Lately she has become very verbal--- That is---- really squealing & barking to get our attention.
Other than fitting her with a shock collar is there a solution to stop this constant noise?
She squeals in the car...before she gets taken for a walk...when she's tired and even when I stop & talk to friends in the park!
We have got control of her in all other situations ie she obeys all our commands.. except for when she makes this horrible noise.
There is now a 9month old baby grandson in the family ..this could be the trigger ...because she does seems to get worse when he's around.
Do dogs get more attention-seeking as they get older?
Does anyone think that the doggy discs would help?
- By Teri Date 26.02.09 19:31 UTC
Does she like toys?  Try to pre-empt over excited behaviour by giving her something to carry/hold in her mouth.  GSP's should be relatively easy I would have thought to encourage to do this :)

If you think her over excited behaviour has any relation to your grandchild then IMO you should not consider any type of aversive technique in case your dog makes the negative association with the baby.

With training discs timing is *crucial* if they are to be effective. 

'Shock Collars' OTOH are just plain cruel and would be particularly dangerous if your baby grandson is genuinely a trigger for behaviour you're trying to prevent.

Have a go with diverting her attention to a suitable toy - I think that would be the best route to follow.  Additionally have you considered doing some clicker training with her to perhaps give her a mental workout prior to what you may feel are predictable outbursts of vocal or OTT behaviour?

HTH,
regards, Teri
- By k92303 Date 26.02.09 19:43 UTC Edited 26.02.09 19:46 UTC
You could try squirting her with water, saying nothing and ignoring her, repeat this every time the noise is made, you can wash out a jif lemon (theres lots about at the mo) to take on a walk. 

If that isn't effective try a shaker which is a plastic bottle with a few stones in. When the dog starts the noise drop the bottle on the floor, say nothing and ignore the dog.

We use these methods at our dog school and they do work with a bit of persistence.

Do the training without the child around, it may be the trigger but if it happens on a walk it could be anything that sets her off.
- By Teri Date 26.02.09 19:47 UTC

> We use these methods at our dog school and they do work with a bit of persistence


Can I ask, are you a trainer or pupil at the dog school?
- By karenclynes [gb] Date 26.02.09 20:06 UTC
Hi,

There are many options other than a shock collar and that really shouldn't be an option at all as they can have very serious consequences!  Does she seem stressed/anxious or excited or anything else when she is doing this?  Has it litterally just started since the baby has been around or has it just progressed.  Is her hearing ok?

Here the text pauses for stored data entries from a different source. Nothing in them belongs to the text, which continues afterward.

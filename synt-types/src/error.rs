use serde::{Deserialize, Serialize};
use thiserror::Error;

/// Unified error type for the synt workspace.
///
/// Covers malformed analysis inputs, data issues in retrieved series,
/// source-tagged failures, not-found conditions, and an aggregate for
/// multi-source attempts.
#[derive(Debug, Error, Serialize, Deserialize, Clone, PartialEq, Eq)]
#[non_exhaustive]
pub enum SyntError {
    /// Resampling was requested on a table with no sessions.
    #[error("cannot prepare an empty series")]
    EmptyInput,

    /// Movement analysis was requested on a table with no sessions.
    #[error("cannot analyze an empty table")]
    EmptyTable,

    /// A frequency label outside the recognized set.
    #[error("invalid frequency: {0}")]
    InvalidFrequency(String),

    /// The session step must be a positive number of sessions.
    #[error("invalid step: {step} (must be at least 1)")]
    InvalidStep {
        /// The rejected step.
        step: usize,
    },

    /// Invalid input argument.
    #[error("invalid argument: {0}")]
    InvalidArg(String),

    /// Issues with the returned or expected data (ordering, currencies, etc.).
    #[error("data issue: {0}")]
    Data(String),

    /// A resource could not be found, e.g. no sessions in the requested range.
    #[error("not found: {what}")]
    NotFound {
        /// Description of the missing resource.
        what: String,
    },

    /// An individual history source returned an error.
    #[error("{source_name} failed: {msg}")]
    Source {
        /// Source name that failed.
        source_name: String,
        /// Human-readable error message.
        msg: String,
    },

    /// An individual source call exceeded the configured timeout.
    #[error("source timed out: {capability} via {source_name}")]
    SourceTimeout {
        /// Source name that timed out.
        source_name: String,
        /// Capability label (e.g. "history").
        capability: String,
    },

    /// The overall request exceeded the configured deadline.
    #[error("request timed out: {capability}")]
    RequestTimeout {
        /// Capability label for which the request timed out.
        capability: String,
    },

    /// All selected sources failed; contains the individual failures.
    #[error("all sources failed: {0:?}")]
    AllSourcesFailed(Vec<SyntError>),

    /// All attempted sources timed out for the requested capability.
    #[error("all sources timed out: {capability}")]
    AllSourcesTimedOut {
        /// Capability label that timed out across all sources.
        capability: String,
    },
}

impl SyntError {
    /// Helper: build a `Source` error with the source name and message.
    pub fn source_failure(source_name: impl Into<String>, msg: impl Into<String>) -> Self {
        Self::Source {
            source_name: source_name.into(),
            msg: msg.into(),
        }
    }

    /// Helper: build a `NotFound` error for a description of the missing resource.
    pub fn not_found(what: impl Into<String>) -> Self {
        Self::NotFound { what: what.into() }
    }

    /// Helper: build a `SourceTimeout` error.
    pub fn source_timeout(source_name: impl Into<String>, capability: impl Into<String>) -> Self {
        Self::SourceTimeout {
            source_name: source_name.into(),
            capability: capability.into(),
        }
    }

    /// Helper: build a `RequestTimeout` error.
    #[must_use]
    pub fn request_timeout(capability: impl Into<String>) -> Self {
        Self::RequestTimeout {
            capability: capability.into(),
        }
    }

    /// Returns true if this error should be surfaced to users as actionable.
    ///
    /// A benign not-found ("no data for the period") is not actionable.
    /// Aggregates are classified based on their contents.
    #[must_use]
    pub fn is_actionable(&self) -> bool {
        match self {
            Self::NotFound { .. } => false,
            Self::AllSourcesFailed(inner) => inner.iter().any(Self::is_actionable),
            _ => true,
        }
    }

    /// Flatten nested `AllSourcesFailed` structures into a plain vector.
    #[must_use]
    pub fn flatten(self) -> Vec<Self> {
        match self {
            Self::AllSourcesFailed(list) => list.into_iter().flat_map(Self::flatten).collect(),
            other => vec![other],
        }
    }
}
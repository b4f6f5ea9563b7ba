//! Synt retrieves daily commodity price history and measures progressive
//! movements over fixed session intervals.
//!
//! Overview
//! - Retrieves history through registered [`HistorySource`] implementations,
//!   trying them in order until one returns data.
//! - Prepares the daily series to the configured cadence (daily, weekly or
//!   monthly).
//! - Runs the movement analysis: the series is cut into non-overlapping
//!   intervals of `step` sessions, and each interval's move is compared with
//!   every enabled threshold.
//! - Normalizes error handling through [`SyntError`] from `synt_core`.
//!
//! Key behaviors
//! - Each source call is bounded by a per-source timeout; an optional request
//!   timeout bounds the whole retrieval.
//! - Empty responses fall through to the next source. When no source has data
//!   the run fails with `NotFound`.
//! - A series too short for one interval is not an error; the report's
//!   [`SyntReport::outcome`] is `InsufficientData`.
//!
//! Example
//! ```rust,ignore
//! use std::sync::Arc;
//! use synt::{DateRange, Frequency, Synt};
//!
//! let synt = Synt::builder()
//!     .with_source(Arc::new(my_source))
//!     .frequency(Frequency::Weekly)
//!     .step(3)
//!     .build()?;
//! let report = synt.run(DateRange::new(start, end)?).await?;
//! for stat in &report.analysis.stats {
//!     println!("{}: {}", stat.name, stat.hit_rate_label());
//! }
//! ```
//!
//! See `demos/examples/` for runnable end-to-end demonstrations.
#![warn(missing_docs)]

pub(crate) mod core;
mod history;
mod run;
mod util;

pub use core::{Synt, SyntBuilder};
pub use util::collapse_errors;

// Re-export core types for convenience
pub use synt_core::{
    AnalysisOutcome, DEFAULT_STEP, DateRange, Decimal, Direction, Frequency, HistoryResponse,
    HistorySource, MovementAnalysis, MovementEvent, PriceSummary, RECOGNIZED_STEPS, Session,
    SessionTable, SyntConfig, SyntError, SyntReport, Threshold, ThresholdSet, ThresholdStat,
};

Is she getting enough attention and stimulation as obviously it can be hard with a new baby and sometimes it can be difficult to fit everything in.  How many walks a day and what do they consist of, does she get any training, brain games, interactive toys?  How do you respond when she starts to do this and do you respond the same in each situation as she's doing in in a variety of places?  How she been genrally since the baby has come along, does she seem settled and relaxed compared to before the new family member?

You could try squirting her with water, saying nothing and ignoring her, repeat this every time the noise is made, you can wash out a jif lemon (theres lots about at the mo) to take on a walk. 

If that isn't effective try a shaker which is a plastic bottle with a few stones in. When the dog starts the noise drop the bottle on the floor, say nothing and ignore the dog.


Sorry but I completely disagree with using these methods, especially when ther is a baby involved and we can't know why she is reacting the way she is with the limited information we have.  As Teri has already said with the Ecollar, if the dog makes makes a negativce association with the punishment and the baby then you could have far worse problems on your hands.  Both of the things suggested are just designed to startle and are often very punishing andquite frightening for some dogs, especially sensitive dogs.  They will only supress the behaviour if they work, that behaviour may or may not dissapear and depending on the reason for the behaviour you may just get another equally undesireable or worse behaviour in place of it.  Much better to teach the dog what you do want it to do rather than punishing what you don't want it to :-)
- By Gunner [gb] Date 26.02.09 20:10 UTC
Problem.. One 7 year old GSP -adored spoilt bitch!
Lately she has become very verbal--- That is---- really squealing & barking to get our attention.
Other than fitting her with a shock collar is there a solution to stop this constant noise?  YES
She squeals in the car.  All the time? Just when approaching the destination of an exciting walk?  Have you got a new vehicle? Have you changed how she travels in the car? (ie crating v loose v harness belt)
..before she gets taken for a walk...OK...so that's excitement/anticipation.  You need to teach/reinforce self-control.  If you need more ideas on how to do this, then shout!
when she's tired and even when I stop & talk to friends in the park!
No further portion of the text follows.